§ **TASK DETAILS**:
Lines of the listing that contain "true" need to be copied.

§ **RECORDED INFORMATION**:
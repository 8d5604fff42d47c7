use std::ops::Deref;

use super::folder::{folder_from_xml_element_name, Folder};
use super::item::{item_from_xml_element_name, Item};
use super::{LoadOptions, ServiceObject};
use crate::error::{ParseError, Result};
use crate::service::ExchangeService;
use crate::service_reader::ServiceXmlReader;
use crate::xml::{XmlCursor, XmlNamespace};

/// One page of the results of a `FindFolder` or `FindItem` request.
///
/// Dereferences to the objects on the page.
#[derive(Clone, Debug, PartialEq)]
pub struct FindResults<T> {
    /// Number of matching objects in the whole view.
    pub total_count: i64,
    /// Offset of the next page, when more results are available.
    pub next_page_offset: Option<i64>,
    /// Whether the view extends past this page.
    pub more_available: bool,
    pub objects: Vec<T>,
}

/// A page of folders.
pub type FindFoldersResults = FindResults<Folder>;

/// A page of items.
pub type FindItemsResults = FindResults<Item>;

impl<T> Default for FindResults<T> {
    fn default() -> Self {
        FindResults {
            total_count: 0,
            next_page_offset: None,
            more_available: false,
            objects: Vec::new(),
        }
    }
}

impl<T> Deref for FindResults<T> {
    type Target = [T];

    fn deref(&self) -> &[T] {
        &self.objects
    }
}

impl<T> IntoIterator for FindResults<T> {
    type Item = T;
    type IntoIter = std::vec::IntoIter<T>;

    fn into_iter(self) -> Self::IntoIter {
        self.objects.into_iter()
    }
}

impl<'a, T> IntoIterator for &'a FindResults<T> {
    type Item = &'a T;
    type IntoIter = std::slice::Iter<'a, T>;

    fn into_iter(self) -> Self::IntoIter {
        self.objects.iter()
    }
}

fn parse_attribute<C: XmlCursor>(reader: &C, name: &str) -> Result<Option<i64>> {
    match reader.attribute(name) {
        Some(value) => value
            .trim()
            .parse()
            .map(Some)
            .map_err(|source| {
                ParseError::Integer {
                    value: value.to_owned(),
                    source,
                }
                .into()
            }),
        None => Ok(None),
    }
}

impl<T: ServiceObject> FindResults<T> {
    /// Read an `m:RootFolder` element whose objects are in `t:{collection_name}`.
    fn load_root_folder<C, F>(
        reader: &mut ServiceXmlReader<'_, C>,
        collection_name: &str,
        factory: F,
        options: &LoadOptions<'_>,
    ) -> Result<Self>
    where
        C: XmlCursor,
        F: FnMut(&ExchangeService, &str) -> Option<T>,
    {
        if !reader.is_start_element_named(XmlNamespace::Messages, "RootFolder") {
            reader.read_start_element(XmlNamespace::Messages, "RootFolder")?;
        }
        let total_count = parse_attribute(reader, "TotalItemsInView")?.unwrap_or(0);
        let offset = parse_attribute(reader, "IndexedPagingOffset")?;
        let includes_last = match reader.attribute("IncludesLastItemInRange") {
            Some(value) => super::property::parse_bool(value)?,
            None => true,
        };
        let more_available = !includes_last;
        let mut results = FindResults {
            total_count,
            next_page_offset: if more_available { offset } else { None },
            more_available,
            objects: Vec::new(),
        };
        if reader.is_empty_element() {
            return Ok(results);
        }

        results.objects = reader.read_service_objects_collection_from_xml(
            XmlNamespace::Types,
            collection_name,
            factory,
            options,
        )?;
        reader.read_end_element(XmlNamespace::Messages, "RootFolder")?;
        Ok(results)
    }
}

impl FindResults<Folder> {
    /// Read the `m:RootFolder` of a `FindFolder` response. Folder summaries are loaded as
    /// requested by `options`.
    pub fn load_from_xml<C: XmlCursor>(
        reader: &mut ServiceXmlReader<'_, C>,
        options: &LoadOptions<'_>,
    ) -> Result<Self> {
        Self::load_root_folder(reader, "Folders", folder_from_xml_element_name, options)
    }
}

impl FindResults<Item> {
    /// Read the `m:RootFolder` of a `FindItem` response. Only summary properties are loaded.
    pub fn load_from_xml<C: XmlCursor>(
        reader: &mut ServiceXmlReader<'_, C>,
        options: &LoadOptions<'_>,
    ) -> Result<Self> {
        let options = LoadOptions {
            summary_properties_only: true,
            ..*options
        };
        Self::load_root_folder(reader, "Items", item_from_xml_element_name, &options)
    }
}

#[cfg(test)]
mod tests {
    use super::*;
    use crate::xml::EwsXmlReader;

    const FIND_FOLDER: &str = r#"<m:FindFolderResponseMessage ResponseClass="Success"
             xmlns:m="http://schemas.microsoft.com/exchange/services/2006/messages"
             xmlns:t="http://schemas.microsoft.com/exchange/services/2006/types">
          <m:ResponseCode>NoError</m:ResponseCode>
          <m:RootFolder IndexedPagingOffset="2" TotalItemsInView="5" IncludesLastItemInRange="false">
            <t:Folders>
              <t:Folder><t:DisplayName>Inbox</t:DisplayName></t:Folder>
              <t:SearchFolder><t:DisplayName>Unread</t:DisplayName></t:SearchFolder>
            </t:Folders>
          </m:RootFolder>
        </m:FindFolderResponseMessage>"#;

    #[test]
    fn reads_paging_attributes_and_folders() {
        let service = ExchangeService::new();
        let mut reader = ServiceXmlReader::new(EwsXmlReader::from_str(FIND_FOLDER), &service);
        reader.read().unwrap();
        reader
            .read_element_value_named(XmlNamespace::Messages, "ResponseCode")
            .unwrap();

        let results =
            FindFoldersResults::load_from_xml(&mut reader, &LoadOptions::default()).unwrap();
        assert_eq!(results.total_count, 5);
        assert!(results.more_available);
        assert_eq!(results.next_page_offset, Some(2));
        let names: Vec<_> = results.iter().filter_map(Folder::display_name).collect();
        assert_eq!(names, ["Inbox", "Unread"]);
        assert!(reader.is_end_element(XmlNamespace::Messages, "RootFolder"));
    }

    #[test]
    fn last_page_has_no_offset() {
        let service = ExchangeService::new();
        let doc = r#"<m:RootFolder xmlns:m="http://schemas.microsoft.com/exchange/services/2006/messages"
                 xmlns:t="http://schemas.microsoft.com/exchange/services/2006/types"
                 IndexedPagingOffset="3" TotalItemsInView="3" IncludesLastItemInRange="true">
              <t:Items/>
            </m:RootFolder>"#;
        let mut reader = ServiceXmlReader::new(EwsXmlReader::from_str(doc), &service);
        let results =
            FindItemsResults::load_from_xml(&mut reader, &LoadOptions::default()).unwrap();
        assert!(!results.more_available);
        assert_eq!(results.next_page_offset, None);
        assert!(results.is_empty());
    }
}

§ **EXPECTED ANSWER**:
            None => true,
            summary_properties_only: true,
                 IndexedPagingOffset="3" TotalItemsInView="3" IncludesLastItemInRange="true">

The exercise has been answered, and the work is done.